┏━━

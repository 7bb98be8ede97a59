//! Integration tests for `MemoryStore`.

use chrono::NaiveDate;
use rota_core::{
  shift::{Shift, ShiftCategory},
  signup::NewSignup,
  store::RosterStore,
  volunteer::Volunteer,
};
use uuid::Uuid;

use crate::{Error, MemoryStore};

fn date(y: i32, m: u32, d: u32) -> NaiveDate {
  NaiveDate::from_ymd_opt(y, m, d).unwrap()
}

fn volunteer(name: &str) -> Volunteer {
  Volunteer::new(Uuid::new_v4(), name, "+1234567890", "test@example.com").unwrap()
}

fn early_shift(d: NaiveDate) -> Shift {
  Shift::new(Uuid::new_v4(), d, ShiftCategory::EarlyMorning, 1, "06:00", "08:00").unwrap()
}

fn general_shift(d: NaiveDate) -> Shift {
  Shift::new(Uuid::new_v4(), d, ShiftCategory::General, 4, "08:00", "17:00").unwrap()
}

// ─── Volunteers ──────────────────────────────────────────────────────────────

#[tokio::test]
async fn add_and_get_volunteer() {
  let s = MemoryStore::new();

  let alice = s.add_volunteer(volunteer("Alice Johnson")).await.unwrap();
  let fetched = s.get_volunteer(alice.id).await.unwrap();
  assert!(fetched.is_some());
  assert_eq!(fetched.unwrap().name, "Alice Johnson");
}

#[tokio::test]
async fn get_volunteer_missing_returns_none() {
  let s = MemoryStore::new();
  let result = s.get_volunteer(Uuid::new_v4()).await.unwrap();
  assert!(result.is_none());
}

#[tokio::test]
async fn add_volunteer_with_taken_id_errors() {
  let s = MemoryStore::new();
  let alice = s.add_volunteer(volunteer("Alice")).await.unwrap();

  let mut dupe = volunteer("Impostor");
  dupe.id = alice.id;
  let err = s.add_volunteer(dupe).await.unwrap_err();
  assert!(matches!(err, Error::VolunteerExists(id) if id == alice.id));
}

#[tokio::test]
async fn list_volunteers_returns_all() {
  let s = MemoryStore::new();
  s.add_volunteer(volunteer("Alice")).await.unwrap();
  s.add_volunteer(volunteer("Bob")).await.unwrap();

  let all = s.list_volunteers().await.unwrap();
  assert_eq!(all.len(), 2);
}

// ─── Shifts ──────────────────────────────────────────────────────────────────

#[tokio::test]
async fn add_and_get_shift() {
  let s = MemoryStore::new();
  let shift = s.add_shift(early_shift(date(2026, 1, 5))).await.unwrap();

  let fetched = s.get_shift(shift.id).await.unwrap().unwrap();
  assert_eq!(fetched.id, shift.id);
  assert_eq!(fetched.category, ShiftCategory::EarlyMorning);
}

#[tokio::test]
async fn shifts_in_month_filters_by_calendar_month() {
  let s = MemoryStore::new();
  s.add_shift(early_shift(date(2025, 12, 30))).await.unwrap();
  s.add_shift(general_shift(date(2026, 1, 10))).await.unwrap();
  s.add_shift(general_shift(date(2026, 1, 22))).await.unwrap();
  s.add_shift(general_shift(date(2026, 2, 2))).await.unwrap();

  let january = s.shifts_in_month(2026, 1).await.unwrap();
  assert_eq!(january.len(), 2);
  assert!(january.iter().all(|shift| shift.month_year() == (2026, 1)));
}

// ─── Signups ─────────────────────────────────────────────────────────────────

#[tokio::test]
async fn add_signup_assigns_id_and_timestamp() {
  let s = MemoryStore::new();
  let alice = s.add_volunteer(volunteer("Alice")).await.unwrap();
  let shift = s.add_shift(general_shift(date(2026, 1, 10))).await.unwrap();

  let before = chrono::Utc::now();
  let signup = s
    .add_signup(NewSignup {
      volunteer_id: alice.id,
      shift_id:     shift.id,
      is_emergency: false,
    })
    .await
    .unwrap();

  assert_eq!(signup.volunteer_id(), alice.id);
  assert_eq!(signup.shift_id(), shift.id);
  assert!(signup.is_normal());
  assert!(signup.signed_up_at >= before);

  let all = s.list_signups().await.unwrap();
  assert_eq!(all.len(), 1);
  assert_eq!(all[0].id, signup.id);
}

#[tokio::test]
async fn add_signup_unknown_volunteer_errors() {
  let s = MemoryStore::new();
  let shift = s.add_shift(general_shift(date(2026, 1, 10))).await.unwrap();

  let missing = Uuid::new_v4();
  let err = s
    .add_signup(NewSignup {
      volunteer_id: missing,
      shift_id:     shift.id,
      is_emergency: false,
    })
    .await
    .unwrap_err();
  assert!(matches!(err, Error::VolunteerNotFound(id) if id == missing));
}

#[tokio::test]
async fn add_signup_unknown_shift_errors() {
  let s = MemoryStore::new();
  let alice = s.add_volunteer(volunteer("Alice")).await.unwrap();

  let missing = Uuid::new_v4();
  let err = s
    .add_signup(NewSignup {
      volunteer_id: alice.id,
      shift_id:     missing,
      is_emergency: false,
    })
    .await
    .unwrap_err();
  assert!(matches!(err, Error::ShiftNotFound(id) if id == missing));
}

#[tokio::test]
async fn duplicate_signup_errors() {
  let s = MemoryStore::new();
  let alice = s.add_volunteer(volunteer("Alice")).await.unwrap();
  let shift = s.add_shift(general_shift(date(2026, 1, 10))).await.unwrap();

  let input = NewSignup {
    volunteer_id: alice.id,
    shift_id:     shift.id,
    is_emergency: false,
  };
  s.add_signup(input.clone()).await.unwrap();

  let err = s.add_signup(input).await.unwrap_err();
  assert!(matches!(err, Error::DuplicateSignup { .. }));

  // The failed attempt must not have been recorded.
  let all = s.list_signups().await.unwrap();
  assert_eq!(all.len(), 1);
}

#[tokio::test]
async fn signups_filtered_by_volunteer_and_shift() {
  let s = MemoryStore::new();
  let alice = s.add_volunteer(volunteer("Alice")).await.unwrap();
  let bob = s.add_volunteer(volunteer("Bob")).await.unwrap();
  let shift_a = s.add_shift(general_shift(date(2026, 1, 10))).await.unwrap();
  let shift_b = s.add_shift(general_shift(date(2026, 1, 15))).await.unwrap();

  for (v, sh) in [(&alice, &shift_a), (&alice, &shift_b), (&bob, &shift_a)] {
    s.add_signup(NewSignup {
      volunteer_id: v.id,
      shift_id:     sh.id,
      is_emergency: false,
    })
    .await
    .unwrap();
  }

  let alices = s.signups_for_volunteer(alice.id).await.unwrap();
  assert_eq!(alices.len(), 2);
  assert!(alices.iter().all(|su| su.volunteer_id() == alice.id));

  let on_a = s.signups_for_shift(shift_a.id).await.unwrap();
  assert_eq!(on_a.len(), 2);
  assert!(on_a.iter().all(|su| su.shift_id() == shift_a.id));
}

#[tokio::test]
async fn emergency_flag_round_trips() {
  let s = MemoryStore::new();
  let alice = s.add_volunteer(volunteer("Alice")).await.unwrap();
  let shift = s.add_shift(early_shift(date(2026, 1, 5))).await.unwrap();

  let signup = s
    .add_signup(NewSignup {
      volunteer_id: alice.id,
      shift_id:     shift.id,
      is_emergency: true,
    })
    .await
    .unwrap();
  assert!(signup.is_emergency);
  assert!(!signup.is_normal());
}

┗━━
┏━━

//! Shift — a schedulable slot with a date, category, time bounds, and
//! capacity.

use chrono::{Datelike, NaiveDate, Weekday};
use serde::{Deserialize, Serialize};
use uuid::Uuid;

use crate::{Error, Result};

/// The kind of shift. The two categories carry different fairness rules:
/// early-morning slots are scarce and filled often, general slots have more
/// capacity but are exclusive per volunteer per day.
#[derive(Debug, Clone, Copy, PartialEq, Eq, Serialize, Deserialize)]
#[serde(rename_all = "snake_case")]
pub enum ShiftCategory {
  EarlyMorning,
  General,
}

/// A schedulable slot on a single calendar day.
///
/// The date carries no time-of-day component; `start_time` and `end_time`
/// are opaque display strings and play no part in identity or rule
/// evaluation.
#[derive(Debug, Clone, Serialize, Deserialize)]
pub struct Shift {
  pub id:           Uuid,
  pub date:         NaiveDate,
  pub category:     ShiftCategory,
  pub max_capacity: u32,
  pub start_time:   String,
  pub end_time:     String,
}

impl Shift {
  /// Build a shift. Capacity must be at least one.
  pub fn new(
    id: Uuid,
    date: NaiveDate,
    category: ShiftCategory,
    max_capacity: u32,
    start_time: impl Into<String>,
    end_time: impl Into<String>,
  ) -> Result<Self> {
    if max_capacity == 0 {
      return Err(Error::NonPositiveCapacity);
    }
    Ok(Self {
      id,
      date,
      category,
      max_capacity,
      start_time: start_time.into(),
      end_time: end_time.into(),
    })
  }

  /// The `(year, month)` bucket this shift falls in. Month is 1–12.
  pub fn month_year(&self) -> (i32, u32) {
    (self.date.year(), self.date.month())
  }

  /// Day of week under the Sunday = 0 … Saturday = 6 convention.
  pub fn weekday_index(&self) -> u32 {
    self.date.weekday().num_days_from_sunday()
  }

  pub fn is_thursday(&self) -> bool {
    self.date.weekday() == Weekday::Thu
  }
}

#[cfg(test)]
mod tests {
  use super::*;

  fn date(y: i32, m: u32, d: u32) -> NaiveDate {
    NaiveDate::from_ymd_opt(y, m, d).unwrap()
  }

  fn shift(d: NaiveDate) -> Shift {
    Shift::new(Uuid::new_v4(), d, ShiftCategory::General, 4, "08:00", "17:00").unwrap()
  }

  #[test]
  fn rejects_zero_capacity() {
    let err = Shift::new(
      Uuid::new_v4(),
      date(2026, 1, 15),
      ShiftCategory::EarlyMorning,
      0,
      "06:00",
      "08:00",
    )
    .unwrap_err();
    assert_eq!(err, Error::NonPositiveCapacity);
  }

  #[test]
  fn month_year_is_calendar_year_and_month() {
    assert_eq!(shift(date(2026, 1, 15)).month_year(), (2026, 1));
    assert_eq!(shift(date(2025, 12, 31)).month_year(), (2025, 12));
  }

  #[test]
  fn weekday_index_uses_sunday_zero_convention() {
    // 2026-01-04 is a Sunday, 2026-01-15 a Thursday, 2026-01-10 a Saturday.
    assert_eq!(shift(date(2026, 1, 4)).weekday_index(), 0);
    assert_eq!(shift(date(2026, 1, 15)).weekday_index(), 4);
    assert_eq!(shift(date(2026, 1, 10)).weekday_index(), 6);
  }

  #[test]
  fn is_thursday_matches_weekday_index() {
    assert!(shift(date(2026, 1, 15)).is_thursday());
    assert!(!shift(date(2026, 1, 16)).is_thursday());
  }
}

┗━━

■ **Assignment**
Reproduce every line from the listing above that holds the word "ShiftCategory".

■ **Reply**
  shift::{Shift, ShiftCategory},
  Shift::new(Uuid::new_v4(), d, ShiftCategory::EarlyMorning, 1, "06:00", "08:00").unwrap()
  Shift::new(Uuid::new_v4(), d, ShiftCategory::General, 4, "08:00", "17:00").unwrap()
  assert_eq!(fetched.category, ShiftCategory::EarlyMorning);
pub enum ShiftCategory {
  pub category:     ShiftCategory,
    category: ShiftCategory,
    Shift::new(Uuid::new_v4(), d, ShiftCategory::General, 4, "08:00", "17:00").unwrap()
      ShiftCategory::EarlyMorning,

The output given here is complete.